Des produits provoquant le cancer

 

L’Agence nationale de sécurité du médicament (ANSM) soulignait dans des recommandations datant de juin 2011 que les phtalates servent de plastifiants dans les firmes des matières plastiques. L’ANMS stipule qu’il y en a même qui sont réputés pour leur importante toxicité et qui sont ainsi classés avec les produits cancérogènes, mutagènes et toxiques pour la fertilité.

 

Les phtalates ont des conséquences extrêmement néfastes sur la reproduction. En effet, ils sont à l’origine de la perturbation du bon développement du fœtus, ainsi ils prévalent de facteurs pouvant causer l’infertilité. En 2006, Greenpeace a déjà mentionné ce problème dans l’un de leur rapport, l’ONG a même sollicité l’intervention de l’Union européenne à cette époque.

 

L’association Générations Cobayes lutte aussi avec acharnement pour cette cause.
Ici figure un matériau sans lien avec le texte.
impl ColumnMap {
    fn resolve(raw: &RawBatch) -> Result<Self> {
        let missing: Vec<&str> = REQUIRED_COLUMNS
            .iter()
            .copied()
            .filter(|c| raw.column_index(c).is_none())
            .collect();

        if !missing.is_empty() {
            return Err(EtlError::TransformInvalid {
                message: format!("missing required columns: {}", missing.join(", ")),
            });
        }

        let index = |name: &str| raw.column_index(name).unwrap_or_default();
        Ok(Self {
            sale_id: index("sale_id"),
            product: index("product"),
            quantity: index("quantity"),
            price: index("price"),
            sale_date: index("sale_date"),
            category: raw.column_index("category"),
            region: raw.column_index("region"),
        })
    }
}
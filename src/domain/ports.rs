use crate::domain::model::{CleanBatch, RawBatch, RunMetadata, TransformResult};
use crate::utils::error::Result;
use async_trait::async_trait;
use std::path::Path;

/// A relational table the loader writes into. Handed to the engine by the
/// caller, which owns the connection lifetime.
#[async_trait]
pub trait Destination: Send + Sync {
    /// Writes every record of `batch` as one atomic unit and returns the
    /// number of rows written. Records are upserted by `sale_id`.
    async fn write_batch(&self, batch: &CleanBatch, meta: &RunMetadata) -> Result<u64>;

    async fn row_count(&self) -> Result<u64>;

    /// Human-readable name for logs.
    fn describe(&self) -> String;
}

#[async_trait]
pub trait Pipeline: Send + Sync {
    async fn extract(&self, source: &Path) -> Result<RawBatch>;
    async fn transform(&self, data: RawBatch) -> Result<TransformResult>;
    async fn load(
        &self,
        batch: &CleanBatch,
        destination: &dyn Destination,
        meta: &RunMetadata,
    ) -> Result<u64>;
}
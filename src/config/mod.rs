pub mod toml_config;

pub use toml_config::EtlConfig;

#[cfg(feature = "cli")]
use crate::utils::error::{EtlError, Result};
#[cfg(feature = "cli")]
use clap::Parser;
#[cfg(feature = "cli")]
use std::path::Path;

#[cfg(feature = "cli")]
#[derive(Debug, Clone, Parser)]
#[command(name = "sales-etl")]
#[command(about = "Extract sales records from CSV, clean them and load them into the vendas table")]
pub struct CliConfig {
    /// Path to TOML configuration file
    #[arg(short, long, default_value = "etl-config.toml")]
    pub config: String,

    /// Source CSV file (overrides source.path)
    #[arg(long, env = "SALES_CSV")]
    pub source: Option<String>,

    /// Database URL (overrides load.database_url)
    #[arg(long, env = "DATABASE_URL")]
    pub database_url: Option<String>,

    /// Destination table (overrides load.table)
    #[arg(long)]
    pub table: Option<String>,

    /// Create the destination table if missing
    #[arg(long)]
    pub create_table: bool,

    #[arg(short, long, help = "Enable verbose output")]
    pub verbose: bool,

    #[arg(long, help = "Sample CPU and memory per stage")]
    pub monitor: bool,

    #[arg(long, help = "Print the run result as JSON")]
    pub json: bool,

    /// Show the resolved plan without reading the source or touching the database
    #[arg(long)]
    pub dry_run: bool,
}

#[cfg(feature = "cli")]
impl CliConfig {
    /// 讀取設定檔並套用命令列覆蓋；設定檔不存在時需由命令列提供來源與資料庫
    pub fn resolve(&self) -> Result<EtlConfig> {
        let mut config = if Path::new(&self.config).exists() {
            EtlConfig::from_file(&self.config)?
        } else {
            let source = self.source.clone().ok_or_else(|| EtlError::MissingConfigError {
                field: format!("source.path (no config file at '{}')", self.config),
            })?;
            let database_url = self.database_url.clone().ok_or_else(|| EtlError::MissingConfigError {
                field: format!("load.database_url (no config file at '{}')", self.config),
            })?;
            EtlConfig::new(source, database_url)
        };

        if let Some(source) = &self.source {
            config.source.path = source.clone();
        }
        if let Some(url) = &self.database_url {
            config.load.database_url = url.clone();
        }
        if let Some(table) = &self.table {
            config.load.table = Some(table.clone());
        }
        if self.create_table {
            config.load.create_table = Some(true);
        }

        Ok(config)
    }
}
Sur sa page web, ce « mouvement des jeunes engagés » dresse « les sept commandements de l’éco-orgasme ». Le premier fait appel aux utilisateurs de jouets sexuels, à porter leur choix sur les articles signés « phtalate free ».

Un arbre planté pour tout achat de sex-toy sans phtalate

 

Afin de présenter cette nouvelle tendance du marché de l’érotisme, Libération fait un gros plan sur le concept de « L’Arbre des plaisirs », qui distribuent des produits en silicone dépourvus de phtalate depuis 7 ans déjà. La société propose, d’autre part, un projet exceptionnel consistant à récompenser les acheteurs de sextoys verts par la plantation d’un arbre en leur honneur dans la forêt tropicale soit de l’Indonésie, de Madagascar ou de Mali.

 

Voici ce que le fondateur de cette entreprise a déclaré lors de son interview : « Les phtalates sont des perturbateurs endocriniens, particulièrement volatils. Un sex-toy qui en contient risque de contaminer le sang via un contact avec les muqueuses« . Dans l’objectif d’inciter sa clientèle à se lancer dans le recyclage de leur jouet érotique, l’entreprise offre à leur attention l’opération « un sex-toy recyclé donne 10% de remise ». C’est la contribution de cette enseigne à la réduction des impacts négatifs des phtalates sur l’environnement.

 

Les sex-toys ne sont pas les seuls à être pointés du doigt. En effet, le site d’investigation Le Lanceur a dernièrement soulevé l’existence de perturbateurs endocriniens parmi les matières qui composent les préservatifs.